Ecosyste.ms: Awesome

An open API service indexing awesome lists of open source software.

Awesome Lists | Featured Topics | Projects

https://github.com/tc39/proposal-regexp-atomic-operators


https://github.com/tc39/proposal-regexp-atomic-operators

Last synced: 2 months ago
JSON representation

Awesome Lists containing this project

README

        

# Regular Expression Atomic Operators for ECMAScript

This proposal seeks to introduce syntax to ECMAScript regular expressions to control backtracking in certain scenarios
by treating certain portions of a pattern as "atomic", where backtracking information specific to that portion of the
pattern is discarded when it matches successfully.

For example, currently the pattern `a(bc|b)c` will match both `"abcc"` and `"abc"`. In the case of `"abcc"`, we
match the term `a`, then the alternative `bc`, and finally the term `c`. In the case of `"abc"`, we match the
term `a`, then the alternative `bc` (consuming the rest of the input), but fail to match the final term `c`. Since the
rest of the match failed, we ***backtrack*** to the beginning of the disjunction `bc|b` and attempt the alternative. We then
match the alternative `b`, and finally the term `c`.

In some cases such backtracking is unwanted or is potentially catastrophic. To address such cases, we propose the
addition of Atomic Groups (`(?> Disjunction )`) and Possessive Quantifiers (`n*+`, `n++`, etc.). In an _Atomic Group_
we discard backtracking information for the group when it matches successfully.
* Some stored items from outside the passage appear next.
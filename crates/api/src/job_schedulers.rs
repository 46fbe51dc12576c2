use crate::reminder_delivery::DeliverRemindersUseCase;
use crate::schedule_generation::GenerateSchedulesUseCase;
use crate::shared::usecase::execute;
use reward_scheduler_infra::Context;
use std::time::Duration;

const TRIGGER_DRAIN_INTERVAL_SECS: u64 = 30;

/// Daily full generation sweep over all active profiles.
pub fn start_schedule_generation_job(ctx: Context) {
    actix_web::rt::spawn(async move {
        let mut interval =
            actix_web::rt::time::interval(Duration::from_secs(ctx.config.generation_interval_secs));
        loop {
            interval.tick().await;

            let usecase = GenerateSchedulesUseCase { profile_id: None };
            let _ = execute(usecase, &ctx).await;
        }
    });
}

/// Drains the deduplicated per-profile generation triggers that
/// structural changes enqueue between full sweeps.
pub fn start_generation_trigger_job(ctx: Context) {
    actix_web::rt::spawn(async move {
        let mut interval =
            actix_web::rt::time::interval(Duration::from_secs(TRIGGER_DRAIN_INTERVAL_SECS));
        loop {
            interval.tick().await;

            let triggers = match ctx.reminders.take_generation_triggers().await {
                Ok(triggers) => triggers,
                Err(e) => {
                    tracing::warn!("Failed to drain generation triggers: {:?}", e);
                    continue;
                }
            };
            for trigger in triggers {
                let usecase = GenerateSchedulesUseCase {
                    profile_id: trigger.profile_id,
                };
                let _ = execute(usecase, &ctx).await;
            }
        }
    });
}

/// Periodic reminder delivery pass.
pub fn start_reminder_delivery_job(ctx: Context) {
    actix_web::rt::spawn(async move {
        let mut interval = actix_web::rt::time::interval(Duration::from_secs(
            ctx.config.reminder_delivery_interval_secs,
        ));
        loop {
            interval.tick().await;

            let _ = execute(DeliverRemindersUseCase, &ctx).await;
        }
    });
}
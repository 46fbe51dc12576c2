mod event;
mod event_config;
mod profile;
mod recovery;
mod schedule;
mod shared;

pub use event::{
    Adjustment, EventStatus, RewardEvent, SentimentLevel, ACTIVE_UPCOMING_STATUSES,
};
pub use event_config::{normalize_slug, EventConfig};
pub use profile::Profile;
pub use recovery::{MissedRecoveryOption, RecoveryOptionKind};
pub use schedule::{
    local_date_of, local_to_utc, parse_local_time, resolve_scheduled_at, weekday_number,
    AllowedWindow, BlackoutDate, ResolvedSchedule, ScheduleSettings, ScheduleSettingsError,
};
pub use shared::entity::{Entity, ID};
If the rest of the pattern following
the atomic group fails to match, we would no longer backtrack to the beginning of the group in an attempt to process
any alternatives.

In the case of `a(?>bc|b)c`, we would still match `"abcc"` but would no longer match `"abc"`. In the case of `"abc"`,
we match the term `a`, then the alternative `bc`, but fail to match the term `c`. Since backtracking information for
the disjunction `bc|b` was discarded upon the successful match of `bc`, we cannot attempt the alternative `b`. As a result,
the match for `"abc"` fails.

It is worth noting that lookaround operators (i.e., `(?=)`, `(?!)`, `(?<=)`, and `(?

## Status

**Stage:** 1
**Champion:** Ron Buckton ([@rbuckton](https://github.com/rbuckton))

_For detailed status of this proposal see [TODO](#todo), below._

## Authors

* Ron Buckton ([@rbuckton](https://github.com/rbuckton))

# Motivations

> NOTE: See https://github.com/rbuckton/proposal-regexp-features for an overview of
> how this proposal fits into other possible future features for Regular Expressions.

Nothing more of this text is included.